The program’s objective is to improve the validity of future simulations, but it will also help narrow down a potential landing spot on Mars. “Our research will inform what can be reasonably expected of human explorers,” says Clarke. “Will they be able to climb up steep slopes if we land in a deep crater? Or does the landing site have to be flat as a pancake?”
Clarke says the mission is also unique among simulations because the crew will be constantly working in conjunction with a support team of collaborators ‘on the ground’.
Searching for signs of life
Each day, the Mars 160 crew will conduct extra-vehicular activities, leaving the safety of their Mars habitat and travelling by foot or quad bike to sites of interest. They will be doing field studies, sampling and analysing different rocks, searching for plant and animal fossils, and trying to uncover traces of microbial life.
Clarke will be looking at gypsum deposits. These salty white minerals, commonly used to manufacture plaster, are known to be present on Mars and are excellent at preserving microfossils.
He will also be searching for stromatolites. These layered, cauliflower-shaped structures are created by single-celled microbes called cyanobacteria (or blue-green algae), which trap particles of sediments. Clarke says these formations are a strong indicator of microbial life. “It would be headline news if we found one on Mars,” he says.

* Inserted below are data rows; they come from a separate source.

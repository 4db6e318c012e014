use anyhow::Context;
use std::{
    fs::{create_dir_all, File},
    path::{Path, PathBuf},
};
use tracing::subscriber::set_global_default;
use tracing::Subscriber;
use tracing_bunyan_formatter::{BunyanFormattingLayer, JsonStorageLayer};
use tracing_log::LogTracer;
use tracing_subscriber::fmt::MakeWriter;
use tracing_subscriber::{layer::SubscriberExt, EnvFilter, Registry};

/// Default folder for trace files (relative to the working directory)
pub const TRACE_FOLDER: &str = "traces";

/// Builds a subscriber that writes bunyan formatted JSON lines to `sink`.
///
/// `RUST_LOG` takes precedence over `default_env_filter_directive`. For the
/// accepted directives see <https://docs.rs/tracing-subscriber/0.3.19/tracing_subscriber/filter/struct.EnvFilter.html#directives>
pub fn get_subscriber<Sink, S>(
    name: String,
    default_env_filter_directive: S,
    sink: Sink,
) -> impl Subscriber + Sync + Send
where
    Sink: for<'a> MakeWriter<'a> + Send + Sync + 'static,
    S: AsRef<str>,
{
    let env_filter = EnvFilter::try_from_default_env()
        .unwrap_or_else(|_| EnvFilter::new(default_env_filter_directive));
    let formatting_layer = BunyanFormattingLayer::new(name, sink);
    Registry::default()
        .with(env_filter)
        .with(JsonStorageLayer)
        .with(formatting_layer)
}

/// Registers `subscriber` as the global default and forwards `log` records to
/// it. Fails if called a second time
pub fn init_subscriber(subscriber: impl Subscriber + Sync + Send) -> anyhow::Result<()> {
    LogTracer::init().context("Failed to set logger")?;
    set_global_default(subscriber).context("Failed to set subscriber")?;
    Ok(())
}

fn gen_log_filename(app_name: &str) -> String {
    format!(
        "{}_{app_name}.log",
        chrono::Local::now().format("%Y-%m-%dT%H-%M-%S")
    )
}

/// Creates a new timestamped trace file in `folder` and returns it with its path
pub fn create_trace_file_in(folder: &Path, app_name: &str) -> anyhow::Result<(File, PathBuf)> {
    create_dir_all(folder)
        .with_context(|| format!("Failed to create logging folder: {folder:?}"))?;
    let filename = gen_log_filename(app_name);
    let file_path = folder.join(&filename);
    let file = File::create(&file_path)
        .with_context(|| format!("Failed to create log file: {filename:?}"))?;
    Ok((file, file_path))
}
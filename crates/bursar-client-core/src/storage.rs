//! String key/value storage that outlives the process, used to persist the
//! session between runs

use std::{
    collections::BTreeMap,
    fs,
    path::{Path, PathBuf},
};

use bursar_shared::log_err_as_warn;
use tracing::{debug, instrument, warn};

pub trait SessionStorage {
    fn get_item(&self, key: &str) -> Result<Option<String>, StorageError>;
    fn set_item(&mut self, key: &str, value: &str) -> Result<(), StorageError>;
    /// Removing a key that is not present is not an error
    fn remove_item(&mut self, key: &str) -> Result<(), StorageError>;
}

#[derive(thiserror::Error, Debug)]
pub enum StorageError {
    #[error("failed to read storage file {path:?}")]
    Read {
        path: PathBuf,
        #[source]
        source: std::io::Error,
    },
    #[error("failed to write storage file {path:?}")]
    Write {
        path: PathBuf,
        #[source]
        source: std::io::Error,
    },
    #[error("storage file {path:?} does not contain a string map")]
    Corrupt {
        path: PathBuf,
        #[source]
        source: serde_json::Error,
    },
}

/// Keeps values only for the life of the process
#[derive(Debug, Default, Clone)]
pub struct MemoryStorage(BTreeMap<String, String>);

impl MemoryStorage {
    pub fn new() -> Self {
        Self::default()
    }

    pub fn len(&self) -> usize {
        self.0.len()
    }

    pub fn is_empty(&self) -> bool {
        self.0.is_empty()
    }
}

impl SessionStorage for MemoryStorage {
    fn get_item(&self, key: &str) -> Result<Option<String>, StorageError> {
        Ok(self.0.get(key).cloned())
    }

    fn set_item(&mut self, key: &str, value: &str) -> Result<(), StorageError> {
        self.0.insert(key.to_string(), value.to_string());
        Ok(())
    }

    fn remove_item(&mut self, key: &str) -> Result<(), StorageError> {
        self.0.remove(key);
        Ok(())
    }
}

/// Stores all keys as one JSON object in a file. Every change is written
/// through to disk
pub struct FileStorage {
    path: PathBuf,
    entries: BTreeMap<String, String>,
}

impl std::fmt::Debug for FileStorage {
    fn fmt(&self, f: &mut std::fmt::Formatter<'_>) -> std::fmt::Result {
        // Values hold credentials so only the keys are shown
        f.debug_struct("FileStorage")
            .field("path", &self.path)
            .field("keys", &self.entries.keys().collect::<Vec<_>>())
            .finish()
    }
}

impl FileStorage {
    /// A file that does not exist yet is treated as empty storage
    #[instrument(skip_all, fields(path = ?path.as_ref()))]
    pub fn open<P: AsRef<Path>>(path: P) -> Result<Self, StorageError> {
        let path = path.as_ref().to_path_buf();
        let entries = match fs::read_to_string(&path) {
            Ok(text) if text.trim().is_empty() => BTreeMap::new(),
            Ok(text) => serde_json::from_str(&text).map_err(|source| StorageError::Corrupt {
                path: path.clone(),
                source,
            })?,
            Err(e) if e.kind() == std::io::ErrorKind::NotFound => {
                debug!("no storage file found, starting empty");
                BTreeMap::new()
            }
            Err(source) => return Err(StorageError::Read { path, source }),
        };
        Ok(Self { path, entries })
    }

    /// Same as [`Self::open`] except that a file which cannot be parsed is
    /// replaced by empty storage
    #[instrument(skip_all, fields(path = ?path.as_ref()))]
    pub fn open_or_reset<P: AsRef<Path>>(path: P) -> Result<Self, StorageError> {
        match Self::open(&path) {
            Err(e @ StorageError::Corrupt { .. }) => {
                warn!(?e, "discarding unreadable storage file");
                let storage = Self {
                    path: path.as_ref().to_path_buf(),
                    entries: BTreeMap::new(),
                };
                log_err_as_warn!(storage.flush());
                Ok(storage)
            }
            other => other,
        }
    }

    pub fn path(&self) -> &Path {
        &self.path
    }

    /// Writes to a sibling file first then renames it over the original so a
    /// crash mid write leaves the previous contents
    fn flush(&self) -> Result<(), StorageError> {
        let write_err = |source| StorageError::Write {
            path: self.path.clone(),
            source,
        };
        if let Some(parent) = self.path.parent().filter(|p| !p.as_os_str().is_empty()) {
            fs::create_dir_all(parent).map_err(write_err)?;
        }
        let text =
            serde_json::to_string_pretty(&self.entries).map_err(|source| StorageError::Corrupt {
                path: self.path.clone(),
                source,
            })?;
        let tmp_path = self.path.with_extension("tmp");
        fs::write(&tmp_path, text).map_err(write_err)?;
        fs::rename(&tmp_path, &self.path).map_err(write_err)
    }
}

impl SessionStorage for FileStorage {
    fn get_item(&self, key: &str) -> Result<Option<String>, StorageError> {
        Ok(self.entries.get(key).cloned())
    }

    #[instrument(skip(self, value))]
    fn set_item(&mut self, key: &str, value: &str) -> Result<(), StorageError> {
        self.entries.insert(key.to_string(), value.to_string());
        self.flush()
    }

    #[instrument(skip(self))]
    fn remove_item(&mut self, key: &str) -> Result<(), StorageError> {
        if self.entries.remove(key).is_some() {
            self.flush()
        } else {
            Ok(())
        }
    }
}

Art in the extremes of outer space
A visual artist, poet and writing teacher, Annalea Beattie brings a different perspective to the mission. “My interest is not so much on the science, but of humans living in confined and isolated spaces,” she says.
Beattie will document research activities by drawing field maps – which she hopes will bolster data collection – and help crew members improve their sketching. She believes artwork will play a vital role in future Mars missions and colonies, helping people make sense of their experiences in unfamiliar terrain, and build social cohesion.
“In a colourless world, full of sensory deprivation, where you can take one step outside the airlock and be dead in a second, art provides a space for people to keep their imaginations alive and to explore in a different way,” she says.
Over the course of the 160-day mission, Beattie will also be capturing images of the night sky, making lumen prints of lichens, plants and fossils, and blogging about her experiences for the popular news website Space.com.
The Australian perspective
Future missions will require international collaboration and Clarke believes Australia is well-positioned to make a significant contribution.
“I think it will be a great adventure, and it’s an amazing privilege to be part of the group doing this,” he says. “We all want to be able to contribute to the goal of seeing humans on Mars.”